Nel medioevo Boville Ernica, il paese ciociaro che dista appena qualche chilometro dal capoluogo e che si pone a cavallo fra la Valle del fiume Liri e quella del fiume Sacco, si chiamava anticamente Bauco.
E, sull’origine del vecchio toponimo, corrono voci e leggende. Le maggiori, che vengono ricordate dai vecchi sono comunque due: la prima racconta che mentre i primitivi abitanti del luogo stavano in piazza per assegnare un nome al villaggio irruppe un cane che abbaiando «bau bau» si impadronì del centro della piazza denominando così il paese col nome di Bauco. La seconda vuole che l’attuale nome, Boville Ernica, derivi dal culto locale per il dio Bove. Resta il fatto, anche alla luce di non pochi ritrovamenti archeologici, che il luogo, immediatamente dopo la caduta dell’Impero Romano, fu a lungo percorso da ripetute invasioni e devastazioni barbariche. Tant’è che intorno all’anno Mille, il sito venne fortificato con un imponente cinta muraria. Nonostante ciò il Castello di Boville fu saccheggiato, incendiato e conquistato più volte: nel 1155 da Guglielmo il Malo, nel 1170 dal Barbarossa, nel 1186 da Enrico VI e, nel 1194, dalle truppe di Eugenio di Rochemburg. Da questo momento il Castello aprì le sue porte agli abati di Montecassino, a quelli della vicina Calamari ed ai Vescovi di Veroli. Bisognerà attendere il primo Cinquecento per assistere ad un «risorgimento» politico, economico, sociale ed urbanistico di Boville. Così avvenne per opera di un bovillese, il cardinale Ennio Filonardi, salito agli scanni più alti del governo dello Stato Pontificio. Di seguito, nel Settecento, anche grazie ad una vivace espansione demografica fu necessario procedere ad un incremento del disboscamento per reperire nuove terre coltivate. Da ciò nell’economia locale prese il sopravvento la coltivazione dell’olivo. E, insieme, si introdusse l’allevamento del baco da seta e, quindi, si incoraggiò la lavorazione del filo serico. Ma, in pieno Ottocento, si verificò il declino della lavorazione della seta e delle piante tessili, che nella seconda metà del secolo, si tradusse in una massiccia emigrazione dei bovillesi verso Roma (edili) e verso il Nuovo Mondo. Un fenomeno che si è protratto fino alla fine degli anni Settanta del Novecento.

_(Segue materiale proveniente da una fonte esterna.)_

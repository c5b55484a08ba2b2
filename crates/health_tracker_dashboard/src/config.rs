use std::net::SocketAddr;
use std::path::PathBuf;

use crate::calendar::{DEFAULT_UTC_OFFSET_MINUTES, DisplayCalendar};
use crate::error::{DashboardError, DashboardResult};

pub const DEFAULT_DATABASE_PATH: &str = "./health_tracker.db";
pub const DEFAULT_ADDRESS: &str = "127.0.0.1:8000";

#[derive(Clone, Debug)]
pub struct Config {
    pub database_path: PathBuf,
    pub address: SocketAddr,
    pub calendar: DisplayCalendar,
}

impl Config {
    pub fn from_env() -> DashboardResult<Self> {
        Self::from_env_with(|k| std::env::var(k).ok())
    }

    /// Testable helper that reads configuration values using the provided
    /// function instead of the process environment.
    pub fn from_env_with<F>(mut get: F) -> DashboardResult<Self>
    where
        F: FnMut(&str) -> Option<String>,
    {
        let database_path = get("HEALTH_TRACKER_DATABASE_PATH")
            .unwrap_or_else(|| DEFAULT_DATABASE_PATH.into())
            .into();

        let address = match (get("HEALTH_TRACKER_ADDRESS"), get("PORT")) {
            (Some(addr), _) => addr.parse().map_err(|e| {
                DashboardError::Config(format!("invalid HEALTH_TRACKER_ADDRESS {addr:?}: {e}"))
            })?,
            (None, Some(port)) => {
                let port: u16 = port
                    .parse()
                    .map_err(|e| DashboardError::Config(format!("invalid PORT {port:?}: {e}")))?;
                SocketAddr::from(([0, 0, 0, 0], port))
            }
            (None, None) => SocketAddr::from(([127, 0, 0, 1], 8000)),
        };

        let offset_minutes = match get("HEALTH_TRACKER_UTC_OFFSET_MINUTES") {
            Some(raw) => raw.trim().parse::<i32>().map_err(|e| {
                DashboardError::Config(format!(
                    "invalid HEALTH_TRACKER_UTC_OFFSET_MINUTES {raw:?}: {e}"
                ))
            })?,
            None => DEFAULT_UTC_OFFSET_MINUTES,
        };
        let calendar = DisplayCalendar::from_offset_minutes(offset_minutes).ok_or_else(|| {
            DashboardError::Config(format!(
                "HEALTH_TRACKER_UTC_OFFSET_MINUTES out of range: {offset_minutes}"
            ))
        })?;

        Ok(Self {
            database_path,
            address,
            calendar,
        })
    }
}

Boville è oggi uno dei centri più attivi della provincia di Frosinone. Accanto alla sopravvivenza di un qualificato artigianato antico e moderno, sussiste ancora una agricoltura intensiva con notevole produzione di olio, vino e formaggio pecorino. Ed è proprio la campagna che da tono e sostanza alla cucina, appunto con l'utilizzo del suo eccellente olio. Questo è riuscito a rispolverare la tradizione più genuina tipica della gastronomia ciociara. Panzanelle dell’ortolano, minestra «pano sotto», maltagliati e fagioli, fettuccine casareccie e, superbi, i quadrucci con le cotiche. Tra i secondi pollo alla diavola, bistecche di manzo ed agnello, possibilmente di Prato di Campoli.

Il vino è quello locale, è preferibile orientarsi verso quello rosso piuttosto che bianco.